Eirik did not look at Jorunn because he did not need to. He felt her readiness like a second heartbeat. “Then we go,” he said. “Now. Cut the stakes on the way. Send the smoke to Arnarfell. Hallbjorn, you take the left bend by the birch clump. Jorunn—”

“I hold the center,” she said.

“You hold the center,” he agreed, and in that instant the oath’s hook tugged again at his breastbone. He ignored it. “Arn, sing us out.”

The skald rose, plucked his harp once, and his voice rolled up into the thatch and the bones of the house the way smoke did, tasting of sap and old stories. He sang of men who made oaths in winter and kept them in spring, of women who stood as walls and then as knives, of ravens who came not as messengers but as witnesses, greedy and wise. He sang to send fear outside where it belonged.

When they went out into the blue, bitter evening, the raven on the ridgepole launched and wheeled above them, a black seam stitching sky to earth. Along the far ridge, a thread of smoke lifted—one, two, three puffs, spaced like heartbeats.

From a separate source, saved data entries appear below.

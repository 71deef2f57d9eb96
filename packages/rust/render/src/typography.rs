//! Typographic post-processing for rendered article HTML.
//!
//! Each pass is a function over text applied in sequence. Text passes only
//! touch character data: markup, comments and the contents of
//! `pre`/`code`/`script`/`style` are copied through untouched.

use std::sync::LazyLock;

use regex::{Captures, Regex};

/// Elements whose contents are never rewritten.
const RAW_TAGS: &[&str] = &["pre", "code", "script", "style", "textarea"];

/// Elements that continue the surrounding run of text. Any other tag starts
/// a fresh run for quote direction purposes.
const INLINE_TAGS: &[&str] = &[
    "a", "abbr", "b", "cite", "em", "i", "mark", "q", "s", "small", "span", "strong", "sub",
    "sup", "u",
];

/// Blocks whose last two words are joined with a non-breaking space.
const WIDONT_TAGS: &[&str] = &["p", "h1", "h2", "h3", "h4", "h5", "h6", "li", "dt", "dd"];

static TAG_RE: LazyLock<Regex> = LazyLock::new(|| {
    Regex::new(r"(?s)<!--.*?-->|</?[A-Za-z][^>]*>|<![^>]*>").expect("valid regex")
});

static TAG_NAME_RE: LazyLock<Regex> =
    LazyLock::new(|| Regex::new(r"^</?([A-Za-z][A-Za-z0-9]*)").expect("valid regex"));

/// Run the full typography pipeline on an HTML fragment.
pub fn typeset(html: &str) -> String {
    let mut result = map_text(html, |text, _| ellipses(text));
    result = map_text(&result, |text, _| dashes(text));
    result = map_text(&result, smart_quotes);
    result = widont(&result);
    result
}

// ---------------------------------------------------------------------------
// Text walking
// ---------------------------------------------------------------------------

/// Apply `pass` to every run of character data outside raw elements.
///
/// `pass` also receives the last character emitted in the current run of
/// inline text, so context-sensitive passes can look across inline tags.
fn map_text<F>(html: &str, pass: F) -> String
where
    F: Fn(&str, Option<char>) -> String,
{
    let mut out = String::with_capacity(html.len());
    let mut last = 0;
    let mut raw_depth = 0usize;
    let mut prev: Option<char> = None;

    for m in TAG_RE.find_iter(html) {
        push_text(&mut out, &html[last..m.start()], raw_depth, &mut prev, &pass);

        let tag = m.as_str();
        if let Some(caps) = TAG_NAME_RE.captures(tag) {
            let name = &caps[1];
            let closing = tag.starts_with("</");
            if is_one_of(name, RAW_TAGS) {
                if closing {
                    raw_depth = raw_depth.saturating_sub(1);
                } else if !tag.ends_with("/>") {
                    raw_depth += 1;
                }
            }
            if !is_one_of(name, INLINE_TAGS) {
                prev = None;
            }
        }

        out.push_str(tag);
        last = m.end();
    }
    push_text(&mut out, &html[last..], raw_depth, &mut prev, &pass);

    out
}

fn push_text<F>(out: &mut String, text: &str, raw_depth: usize, prev: &mut Option<char>, pass: &F)
where
    F: Fn(&str, Option<char>) -> String,
{
    if text.is_empty() {
        return;
    }
    if raw_depth > 0 {
        out.push_str(text);
        return;
    }
    let replaced = pass(text, *prev);
    if let Some(c) = replaced.chars().last() {
        *prev = Some(c);
    }
    out.push_str(&replaced);
}

fn is_one_of(name: &str, names: &[&str]) -> bool {
    names.iter().any(|n| n.eq_ignore_ascii_case(name))
}

// ---------------------------------------------------------------------------
// Pass 1: Ellipses
// ---------------------------------------------------------------------------

fn ellipses(text: &str) -> String {
    static ELLIPSIS_RE: LazyLock<Regex> =
        LazyLock::new(|| Regex::new(r"\.\.\.|\. \. \.").expect("valid regex"));

    ELLIPSIS_RE.replace_all(text, "\u{2026}").into_owned()
}

// ---------------------------------------------------------------------------
// Pass 2: Dashes
// ---------------------------------------------------------------------------

/// `---` and `--` become an em dash; a hyphen standing alone between spaces
/// becomes an en dash.
fn dashes(text: &str) -> String {
    static DOUBLE_RE: LazyLock<Regex> =
        LazyLock::new(|| Regex::new(r"-{2,3}").expect("valid regex"));
    static SPACED_RE: LazyLock<Regex> =
        LazyLock::new(|| Regex::new(r"(\s)-(\s)").expect("valid regex"));

    let result = DOUBLE_RE.replace_all(text, "\u{2014}");
    SPACED_RE.replace_all(&result, "${1}\u{2013}${2}").into_owned()
}

// ---------------------------------------------------------------------------
// Pass 3: Smart quotes
// ---------------------------------------------------------------------------

fn smart_quotes(text: &str, before: Option<char>) -> String {
    let mut out = String::with_capacity(text.len());
    let mut prev = before;

    for c in text.chars() {
        let replaced = match c {
            '"' if opens_quote(prev) => '\u{201C}',
            '"' => '\u{201D}',
            '\'' if opens_quote(prev) => '\u{2018}',
            // Closing single quote doubles as the apostrophe.
            '\'' => '\u{2019}',
            other => other,
        };
        out.push(replaced);
        prev = Some(replaced);
    }

    out
}

fn opens_quote(prev: Option<char>) -> bool {
    match prev {
        None => true,
        Some(c) => {
            c.is_whitespace()
                || matches!(
                    c,
                    '(' | '[' | '{' | '\u{2014}' | '\u{2013}' | '\u{201C}' | '\u{2018}'
                )
        }
    }
}

// ---------------------------------------------------------------------------
// Pass 4: Widont
// ---------------------------------------------------------------------------

/// Keep the last word of each block from sitting alone on a line.
fn widont(html: &str) -> String {
    static BLOCK_RES: LazyLock<Vec<Regex>> = LazyLock::new(|| {
        WIDONT_TAGS
            .iter()
            .map(|tag| {
                Regex::new(&format!(r"(?is)(<{tag}(?:\s[^>]*)?>)(.*?)(</{tag}\s*>)"))
                    .expect("valid regex")
            })
            .collect()
    });

    let mut result = html.to_string();
    for re in BLOCK_RES.iter() {
        result = re
            .replace_all(&result, |caps: &Captures| {
                format!("{}{}{}", &caps[1], join_last_words(&caps[2]), &caps[3])
            })
            .into_owned();
    }
    result
}

fn join_last_words(content: &str) -> String {
    let end = content.trim_end().len();
    let Some(pos) = last_text_space(&content[..end]) else {
        return content.to_string();
    };

    let tail = &content[pos + 1..];
    if tail.contains("&nbsp;") || tail.contains('\u{a0}') {
        return content.to_string();
    }

    let head = TAG_RE.replace_all(&content[..pos], "");
    if head.trim().is_empty() {
        return content.to_string();
    }

    format!("{}&nbsp;{}", &content[..pos], tail)
}

/// Byte offset of the last ASCII space that lies in character data.
fn last_text_space(content: &str) -> Option<usize> {
    let mut found = None;
    let mut last = 0;

    for m in TAG_RE.find_iter(content) {
        if let Some(i) = content[last..m.start()].rfind(' ') {
            found = Some(last + i);
        }
        last = m.end();
    }
    if let Some(i) = content[last..].rfind(' ') {
        found = Some(last + i);
    }

    found
}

Jorunn hefted her shield and felt its weight fit her arm the way old grief fits a sleepwalker. Eirik swung into Hrafna not as a man flees but as a man hurries toward a meeting he cannot miss. The river, black and slow, waited like a coiled rope under the red hill. Somewhere in the south, oars rose and fell like a heartbeat that did not care whose body it drove.

“Winter oaths,” Jorunn murmured to herself, as the first ax bit into birch, spitting pale tooth-stakes from the trunk. “The gods love bargains with poor odds.” She spat into her palm, gripped the haft, and with each fell stroke she made a shape for the day to come.

The sound of their labor went up into the evening, along with the ravens’ dry laughter and the whisper of snow beginning to fall—soft at first, then thicker, a blindfold laid gently across the face of the valley. It would be a sword’s day, and then a night for counting.